16-17-18 avril 1992. Nanterre.

 

 

En 1992 la notion de « dialecte corse » renvoie, en Corse, à celle de variété linguistique constitutive d'un ensemble plus large nommé « langue corse ». Toutefois, cette juste appréhension de la réalité linguistique insulaire émane principalement de personnes informées et plus généralement liées au milieu universitaire et enseignant. Car dans la société insulaire le débat sur « la langue » ou le «dialecte» corse n'est pas entièrement clos et les considérations métalinguistiques font apparaître des positions nuancées, voire opposées, qui traduisent une certaine désorientation de l'opinion affrontée à ce thème.

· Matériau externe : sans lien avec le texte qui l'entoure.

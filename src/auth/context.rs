use serde::{Deserialize, Serialize};
use uuid::Uuid;

use super::Claims;

/// Application roles stored in `user_roles`
#[derive(Debug, Clone, Copy, PartialEq, Eq, Hash, Serialize, Deserialize)]
#[serde(rename_all = "lowercase")]
pub enum AppRole {
    Admin,
    User,
    Client,
}

impl AppRole {
    pub fn as_str(&self) -> &'static str {
        match self {
            Self::Admin => "admin",
            Self::User => "user",
            Self::Client => "client",
        }
    }
}

/// Authenticated caller, built from verified claims
///
/// Names come from the sign-up metadata and stand in for a missing `profiles` row.
#[derive(Debug, Clone)]
pub struct AuthContext {
    pub user_id: Uuid,
    pub email: Option<String>,
    pub first_name: Option<String>,
    pub last_name: Option<String>,
}

impl AuthContext {
    pub fn from_claims(claims: &Claims) -> Result<Self, &'static str> {
        let user_id = Uuid::parse_str(&claims.sub).map_err(|_| "Invalid user ID in token")?;

        let metadata = claims.user_metadata.clone().unwrap_or_default();

        Ok(Self {
            user_id,
            email: claims.email.clone(),
            first_name: metadata.first_name,
            last_name: metadata.last_name,
        })
    }
}

#[cfg(test)]
mod tests {
    use super::*;
    use crate::auth::claims::UserMetadata;

    fn claims(sub: &str) -> Claims {
        Claims {
            sub: sub.to_string(),
            aud: "authenticated".into(),
            iss: None,
            exp: 0,
            iat: None,
            email: Some("client@example.ci".into()),
            role: Some("authenticated".into()),
            user_metadata: None,
        }
    }

    #[test]
    fn builds_context_from_uuid_subject() {
        let id = Uuid::new_v4();
        let ctx = AuthContext::from_claims(&claims(&id.to_string())).unwrap();
        assert_eq!(ctx.user_id, id);
        assert_eq!(ctx.email.as_deref(), Some("client@example.ci"));
    }

    #[test]
    fn names_come_from_signup_metadata() {
        let mut with_names = claims(&Uuid::new_v4().to_string());
        with_names.user_metadata = Some(UserMetadata {
            first_name: Some("Awa".into()),
            last_name: Some("Koné".into()),
        });

        let ctx = AuthContext::from_claims(&with_names).unwrap();
        assert_eq!(ctx.first_name.as_deref(), Some("Awa"));
        assert_eq!(ctx.last_name.as_deref(), Some("Koné"));
    }

    #[test]
    fn rejects_non_uuid_subject() {
        assert!(AuthContext::from_claims(&claims("service")).is_err());
    }
}
//! Simulator routes
//!
//! Reference data for the simulator form and stateless estimates.
//! Nothing here touches storage.

use axum::{
    extract::{rejection::JsonRejection, State},
    Json,
};
use serde::Serialize;
use std::sync::Arc;

use crate::api::DataResponse;
use crate::app::AppState;
use crate::domain::{EstimateRequest, EstimateResponse};
use crate::error::{ApiError, ApiResult};
use crate::estimation::rates::{RateEntry, DEFAULT_DURATION, DEFAULT_UNIT_COST, LOCATIONS};
use crate::estimation::{
    estimate, financing, DurationRange, FinishTier, ProjectCategory, RateTable, SimulatorVariant,
};

#[derive(Debug, Serialize)]
pub struct CatalogOption {
    pub value: &'static str,
    pub slug: &'static str,
}

#[derive(Debug, Serialize)]
pub struct FallbackRate {
    pub unit_cost: i64,
    pub duration: DurationRange,
}

#[derive(Debug, Serialize)]
pub struct FinancingDefaults {
    pub annual_rate_percent: f64,
    pub duration_months: u32,
}

#[derive(Debug, Serialize)]
pub struct CatalogResponse {
    pub variant: SimulatorVariant,
    pub categories: Vec<CatalogOption>,
    pub tiers: Vec<CatalogOption>,
    pub locations: &'static [&'static str],
    pub rates: &'static [RateEntry],
    pub fallback: FallbackRate,
    #[serde(skip_serializing_if = "Option::is_none")]
    pub financing: Option<FinancingDefaults>,
}

/// GET /simulator/catalog
pub async fn get_catalog(State(state): State<Arc<AppState>>) -> DataResponse<CatalogResponse> {
    let settings = &state.settings;

    DataResponse::new(CatalogResponse {
        variant: settings.simulator_variant,
        categories: ProjectCategory::ALL
            .iter()
            .map(|c| CatalogOption {
                value: c.label(),
                slug: c.slug(),
            })
            .collect(),
        tiers: FinishTier::ALL
            .iter()
            .map(|t| CatalogOption {
                value: t.label(),
                slug: t.slug(),
            })
            .collect(),
        locations: &LOCATIONS,
        rates: RateTable::standard().entries(),
        fallback: FallbackRate {
            unit_cost: DEFAULT_UNIT_COST,
            duration: DEFAULT_DURATION,
        },
        financing: settings
            .simulator_variant
            .offers_financing()
            .then(|| FinancingDefaults {
                annual_rate_percent: settings.default_interest_rate,
                duration_months: settings.default_loan_duration_months,
            }),
    })
}

/// POST /simulator/estimate
///
/// In the financing variant a loan quote is always attached, using the
/// configured defaults for any term the caller left out. Unreadable bodies
/// are a 400 here, like any other estimate input problem.
pub async fn compute_estimate(
    State(state): State<Arc<AppState>>,
    payload: Result<Json<EstimateRequest>, JsonRejection>,
) -> ApiResult<DataResponse<EstimateResponse>> {
    let Json(req) = payload.map_err(ApiError::bad_request)?;
    let spec = req.to_specification().map_err(ApiError::bad_request)?;
    let result = estimate(&spec);

    let settings = &state.settings;
    let loan = if settings.simulator_variant.offers_financing() {
        let terms = req
            .loan
            .clone()
            .unwrap_or_default()
            .to_terms(
                settings.default_loan_duration_months,
                settings.default_interest_rate,
            )
            .map_err(ApiError::bad_request)?;
        Some(financing::quote(&terms, result.estimated_budget))
    } else {
        None
    };

    tracing::debug!(
        category = spec.category.slug(),
        tier = spec.tier.slug(),
        area = spec.area,
        budget = result.estimated_budget,
        "Estimate computed"
    );

    Ok(DataResponse::new(EstimateResponse::new(spec, result, loan)))
}
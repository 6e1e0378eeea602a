use chrono::{DateTime, Utc};
use serde::{Deserialize, Serialize};
use uuid::Uuid;

use super::validation::{self, ValidationErrors};

pub const STATUS_NEW: &str = "new";

/// Contact request entity
#[derive(Debug, Clone, Serialize, Deserialize)]
pub struct ContactRequest {
    pub id: Uuid,
    pub name: String,
    pub email: String,
    pub phone: String,
    pub subject: String,
    pub message: String,
    pub status: Option<String>,
    pub created_at: DateTime<Utc>,
}

#[derive(Debug, Clone, PartialEq)]
pub struct NewContactRequest {
    pub name: String,
    pub email: String,
    pub phone: String,
    pub subject: String,
    pub message: String,
}

/// Request DTO for the contact form
#[derive(Debug, Clone, Default, Deserialize)]
pub struct CreateContactRequest {
    #[serde(default)]
    pub name: String,
    #[serde(default)]
    pub email: String,
    #[serde(default)]
    pub phone: String,
    #[serde(default)]
    pub subject: String,
    #[serde(default)]
    pub message: String,
}

impl CreateContactRequest {
    pub fn validate(&self) -> Result<NewContactRequest, ValidationErrors> {
        let mut errors = ValidationErrors::new();

        let name = validation::text(
            &mut errors,
            "name",
            &self.name,
            2,
            100,
            "Le nom doit contenir au moins 2 caractères",
        );
        let email = validation::email(&mut errors, "email", &self.email);
        let phone = validation::text(
            &mut errors,
            "phone",
            &self.phone,
            8,
            20,
            "Numéro de téléphone invalide",
        );
        let subject = validation::text(
            &mut errors,
            "subject",
            &self.subject,
            3,
            200,
            "Le sujet doit contenir au moins 3 caractères",
        );
        let message = validation::text(
            &mut errors,
            "message",
            &self.message,
            10,
            2000,
            "Le message doit contenir au moins 10 caractères",
        );

        match (name, email, phone, subject, message) {
            (Some(name), Some(email), Some(phone), Some(subject), Some(message)) => {
                Ok(NewContactRequest {
                    name,
                    email,
                    phone,
                    subject,
                    message,
                })
            }
            _ => Err(errors),
        }
    }
}
//! Router harness: in-memory storage, captured notifications, HS256 tokens.

use axum::{
    body::Body,
    http::{header, Method, Request, StatusCode},
    Router,
};
use jsonwebtoken::{encode, Algorithm, EncodingKey, Header};
use serde_json::Value;
use std::sync::Arc;
use tower::ServiceExt;
use uuid::Uuid;

use crate::app::{create_app, AppState};
use crate::auth::claims::UserMetadata;
use crate::auth::{Claims, TokenVerifier};
use crate::config::Settings;
use crate::estimation::SimulatorVariant;
use crate::services::notifications::testing::RecordingNotifier;
use crate::services::notifications::{NotificationKind, NotificationPayload};
use crate::services::storage::memory::MemoryStorage;

const SECRET: &str = "router-test-secret";

pub struct TestApp {
    pub router: Router,
    pub storage: Arc<MemoryStorage>,
    pub notifier: Arc<RecordingNotifier>,
}

impl TestApp {
    pub fn new() -> Self {
        Self::with_variant(SimulatorVariant::WithFinancing)
    }

    pub fn with_variant(variant: SimulatorVariant) -> Self {
        let storage = Arc::new(MemoryStorage::new());
        let notifier = Arc::new(RecordingNotifier::default());

        let mut settings = Settings::for_tests();
        settings.simulator_variant = variant;

        let state = AppState::new(
            settings,
            storage.clone(),
            notifier.clone(),
            TokenVerifier::with_secret(SECRET, None, "authenticated".to_string()),
        );

        Self {
            router: create_app(state),
            storage,
            notifier,
        }
    }

    pub async fn get(&self, uri: &str, token: Option<&str>) -> (StatusCode, Value) {
        self.send(Method::GET, uri, token, None).await
    }

    pub async fn post(&self, uri: &str, token: Option<&str>, body: Value) -> (StatusCode, Value) {
        self.send(Method::POST, uri, token, Some(body)).await
    }

    pub async fn delete(&self, uri: &str, token: Option<&str>) -> (StatusCode, Value) {
        self.send(Method::DELETE, uri, token, None).await
    }

    async fn send(
        &self,
        method: Method,
        uri: &str,
        token: Option<&str>,
        body: Option<Value>,
    ) -> (StatusCode, Value) {
        let mut builder = Request::builder().method(method).uri(uri);
        if let Some(token) = token {
            builder = builder.header(header::AUTHORIZATION, format!("Bearer {token}"));
        }
        let request = match body {
            Some(body) => builder
                .header(header::CONTENT_TYPE, "application/json")
                .body(Body::from(body.to_string()))
                .unwrap(),
            None => builder.body(Body::empty()).unwrap(),
        };

        self.request(request).await
    }

    /// Send a hand-built request
    pub async fn request(&self, request: Request<Body>) -> (StatusCode, Value) {
        let response = self.router.clone().oneshot(request).await.unwrap();
        let status = response.status();
        let bytes = axum::body::to_bytes(response.into_body(), usize::MAX)
            .await
            .unwrap();
        let json = if bytes.is_empty() {
            Value::Null
        } else {
            serde_json::from_slice(&bytes).unwrap_or(Value::Null)
        };
        (status, json)
    }

    /// Let spawned deliveries run, then return what was captured
    pub async fn notifications(&self, expected: usize) -> Vec<(NotificationKind, NotificationPayload)> {
        for _ in 0..100 {
            if self.notifier.sent().len() >= expected {
                break;
            }
            tokio::task::yield_now().await;
        }
        self.notifier.sent()
    }

    /// Give any spawned delivery a fixed number of turns, then return what was captured
    pub async fn settled_notifications(&self) -> Vec<(NotificationKind, NotificationPayload)> {
        for _ in 0..50 {
            tokio::task::yield_now().await;
        }
        self.notifier.sent()
    }
}

/// Signed access token for `user_id`
pub fn token_for(user_id: Uuid) -> String {
    let claims = Claims {
        sub: user_id.to_string(),
        aud: "authenticated".to_string(),
        iss: None,
        exp: chrono::Utc::now().timestamp() + 3600,
        iat: None,
        email: Some("client@example.ci".to_string()),
        role: Some("authenticated".to_string()),
        user_metadata: Some(UserMetadata {
            first_name: Some("Awa".to_string()),
            last_name: Some("Koné".to_string()),
        }),
    };
    encode(
        &Header::new(Algorithm::HS256),
        &claims,
        &EncodingKey::from_secret(SECRET.as_bytes()),
    )
    .unwrap()
}
#[cfg(test)]
mod tests {
    use super::*;

    fn branding() -> Branding {
        Branding {
            company_name: "PBH.M.S".into(),
            from: "PBH.M.S <onboarding@resend.dev>".into(),
            admin_email: "contact@example.ci".into(),
            website_url: "https://www.example.ci".into(),
        }
    }

    fn lead_payload() -> NotificationPayload {
        NotificationPayload {
            first_name: Some("Awa".into()),
            last_name: Some("Koné".into()),
            email: "awa@example.ci".into(),
            phone: "0700000000".into(),
            region: Some("Daloa".into()),
            ..Default::default()
        }
    }

    #[test]
    fn escapes_markup() {
        assert_eq!(
            escape_html(r#"<script>alert("x") & 'y'</script>"#),
            "&lt;script&gt;alert(&quot;x&quot;) &amp; &#39;y&#39;&lt;/script&gt;"
        );
    }

    #[test]
    fn lead_admin_email() {
        let email = admin_email(&branding(), NotificationKind::Lead, &lead_payload());

        assert_eq!(email.to, vec!["contact@example.ci".to_string()]);
        assert_eq!(email.subject, "🏠 Nouveau Lead - Awa Koné");
        assert!(email.html.contains("Daloa"));
        assert!(email.html.contains("Nouveau Lead Reçu"));
    }

    #[test]
    fn contact_admin_email_escapes_message() {
        let payload = NotificationPayload {
            name: Some("Yao".into()),
            email: "yao@example.ci".into(),
            phone: "0700000000".into(),
            subject: Some("Devis".into()),
            message: Some("<b>urgent</b>".into()),
            ..Default::default()
        };
        let email = admin_email(&branding(), NotificationKind::Contact, &payload);

        assert_eq!(email.subject, "📩 Nouvelle Demande de Contact - Yao");
        assert!(email.html.contains("&lt;b&gt;urgent&lt;/b&gt;"));
        assert!(!email.html.contains("<b>urgent</b>"));
    }

    #[test]
    fn confirmation_goes_to_requester() {
        let email = confirmation_email(&branding(), NotificationKind::Lead, &lead_payload());

        assert_eq!(email.to, vec!["awa@example.ci".to_string()]);
        assert_eq!(email.subject, "Merci pour votre intérêt - PBH.M.S");
        assert!(email.html.contains("Merci Awa!"));
        assert!(email.html.contains("votre demande"));
    }

    #[tokio::test]
    async fn confirmation_is_sent_even_when_admin_email_fails() {
        let emails = [
            admin_email(&branding(), NotificationKind::Lead, &lead_payload()),
            confirmation_email(&branding(), NotificationKind::Lead, &lead_payload()),
        ];
        let attempted = parking_lot::Mutex::new(Vec::new());

        let result = deliver_each(&emails, |email| {
            attempted.lock().push(email.to[0].clone());
            let admin = email.to[0] == "contact@example.ci";
            async move {
                if admin {
                    Err(NotifyError::Rejected(StatusCode::FORBIDDEN))
                } else {
                    Ok(())
                }
            }
        })
        .await;

        assert!(matches!(result, Err(NotifyError::Rejected(StatusCode::FORBIDDEN))));
        assert_eq!(
            *attempted.lock(),
            vec!["contact@example.ci".to_string(), "awa@example.ci".to_string()]
        );
    }

    #[tokio::test]
    async fn all_delivered_is_ok() {
        let emails = [confirmation_email(&branding(), NotificationKind::Lead, &lead_payload())];
        assert!(deliver_each(&emails, |_| async { Ok(()) }).await.is_ok());
    }

    #[test]
    fn payload_from_contact() {
        let contact = NewContactRequest {
            name: "Yao".into(),
            email: "yao@example.ci".into(),
            phone: "0700000000".into(),
            subject: "Devis".into(),
            message: "Bonjour, un devis svp".into(),
        };
        let payload = NotificationPayload::from(&contact);

        assert_eq!(payload.display_name(), "Yao");
        assert_eq!(payload.greeting_name(NotificationKind::Contact), "Yao");
    }
}
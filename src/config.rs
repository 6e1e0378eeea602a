use anyhow::{Context, Result};
use std::env;

use crate::estimation::SimulatorVariant;
use crate::logging::LogFormat;

#[derive(Debug, Clone, PartialEq, Eq)]
pub enum Environment {
    Dev,
    Staging,
    Prod,
}

impl Environment {
    pub fn from_str(s: &str) -> Self {
        match s.to_lowercase().as_str() {
            "prod" | "production" => Self::Prod,
            "staging" => Self::Staging,
            _ => Self::Dev,
        }
    }

    pub fn is_dev(&self) -> bool {
        matches!(self, Self::Dev)
    }
}

#[derive(Debug, Clone)]
pub struct Settings {
    pub env: Environment,
    pub server_addr: String,
    pub log_format: LogFormat,

    // Database
    pub database_url: String,
    pub database_max_connections: u32,

    // CORS
    pub cors_allow_origins: Vec<String>,

    // Supabase Auth
    pub supabase_jwt_jwks_url: Option<String>,
    pub supabase_jwt_issuer: Option<String>,
    pub supabase_jwt_audience: String,
    pub supabase_jwt_secret: Option<String>,
    pub jwks_cache_ttl_seconds: u64,

    // Notifications
    pub resend_api_key: Option<String>,
    pub notify_from: String,
    pub notify_admin_email: String,
    pub company_name: String,
    pub website_url: String,

    // Simulator
    pub simulator_variant: SimulatorVariant,
    pub default_interest_rate: f64,
    pub default_loan_duration_months: u32,
}

fn optional(name: &str) -> Option<String> {
    env::var(name).ok().filter(|v| !v.trim().is_empty())
}

impl Settings {
    pub fn from_env() -> Result<Self> {
        let env = Environment::from_str(&env::var("ENV").unwrap_or_else(|_| "dev".to_string()));
        let server_addr = env::var("SERVER_ADDR").unwrap_or_else(|_| "0.0.0.0:8080".to_string());
        let log_format = LogFormat::resolve(optional("LOG_FORMAT").as_deref(), &env);

        // Database
        let database_url = env::var("DATABASE_URL").context("DATABASE_URL must be set")?;
        let database_max_connections = env::var("DATABASE_MAX_CONNECTIONS")
            .ok()
            .and_then(|s| s.parse().ok())
            .unwrap_or(10);

        // CORS
        let cors_allow_origins = env::var("CORS_ALLOW_ORIGINS")
            .unwrap_or_else(|_| "http://localhost:3000".to_string())
            .split(',')
            .map(|s| s.trim().to_string())
            .filter(|s| !s.is_empty())
            .collect();

        // Supabase Auth: shared secret wins over JWKS when both are configured
        let supabase_jwt_jwks_url = optional("SUPABASE_JWT_JWKS_URL");
        let supabase_jwt_secret = optional("SUPABASE_JWT_SECRET");
        let supabase_jwt_issuer = optional("SUPABASE_JWT_ISSUER");
        let supabase_jwt_audience =
            env::var("SUPABASE_JWT_AUDIENCE").unwrap_or_else(|_| "authenticated".to_string());
        let jwks_cache_ttl_seconds = env::var("JWKS_CACHE_TTL_SECONDS")
            .ok()
            .and_then(|s| s.parse().ok())
            .unwrap_or(1800); // 30 minutes default

        // Notifications (disabled without an API key)
        let resend_api_key = optional("RESEND_API_KEY");
        let notify_from = env::var("NOTIFY_FROM")
            .unwrap_or_else(|_| "Notifications <onboarding@resend.dev>".to_string());
        let notify_admin_email = env::var("NOTIFY_ADMIN_EMAIL")
            .unwrap_or_else(|_| "contact@example.com".to_string());
        let company_name = env::var("COMPANY_NAME").unwrap_or_else(|_| "BuildSim".to_string());
        let website_url =
            env::var("WEBSITE_URL").unwrap_or_else(|_| "http://localhost:3000".to_string());

        // Simulator
        let simulator_variant = env::var("SIMULATOR_VARIANT")
            .ok()
            .map(|s| SimulatorVariant::parse(&s))
            .unwrap_or_default();
        let default_interest_rate = env::var("DEFAULT_INTEREST_RATE")
            .ok()
            .and_then(|s| s.parse().ok())
            .unwrap_or(7.5);
        let default_loan_duration_months = env::var("DEFAULT_LOAN_DURATION_MONTHS")
            .ok()
            .and_then(|s| s.parse().ok())
            .unwrap_or(180); // 15 years

        Ok(Settings {
            env,
            server_addr,
            log_format,
            database_url,
            database_max_connections,
            cors_allow_origins,
            supabase_jwt_jwks_url,
            supabase_jwt_issuer,
            supabase_jwt_audience,
            supabase_jwt_secret,
            jwks_cache_ttl_seconds,
            resend_api_key,
            notify_from,
            notify_admin_email,
            company_name,
            website_url,
            simulator_variant,
            default_interest_rate,
            default_loan_duration_months,
        })
    }

    #[cfg(test)]
    pub fn for_tests() -> Self {
        Settings {
            env: Environment::Dev,
            server_addr: "127.0.0.1:0".to_string(),
            log_format: LogFormat::Pretty,
            database_url: "postgres://localhost/test".to_string(),
            database_max_connections: 1,
            cors_allow_origins: vec!["http://localhost:3000".to_string()],
            supabase_jwt_jwks_url: None,
            supabase_jwt_issuer: None,
            supabase_jwt_audience: "authenticated".to_string(),
            supabase_jwt_secret: Some("test-secret".to_string()),
            jwks_cache_ttl_seconds: 1800,
            resend_api_key: None,
            notify_from: "Test <test@example.com>".to_string(),
            notify_admin_email: "admin@example.com".to_string(),
            company_name: "BuildSim".to_string(),
            website_url: "http://localhost:3000".to_string(),
            simulator_variant: SimulatorVariant::WithFinancing,
            default_interest_rate: 7.5,
            default_loan_duration_months: 180,
        }
    }
}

Par ailleurs, les effets de l’idéologie diglossique ne font qu'entretenir et même renforcer une vision confuse et déformée des réalités langagières. Aussi la diversité linguistique, l’absence de norme unique de référence, une orthographe relativement instable, un statut ambigu etc... ne plaident-ils pas en faveur de la « langue » mais bien en faveur du « dialecte » ou du «patois ».

Hormis les militants de la « langue », pour la plupart impliqués dans le mouvement nationalitaire et ne pouvant souffrir le moindre doute quant à l'existence de la « langue corse », nombreux sont les Corses qui se demandent encore comment il faut considérer ce qu'ils nomment prudemment « u corsu » (le corse ). Quand bien même ils s'en remettraient aux « spécialistes », qu'ils soient autochtones ou non, ils s'apercevraient bien vite que les points de vue ne sont pas toujours convergents.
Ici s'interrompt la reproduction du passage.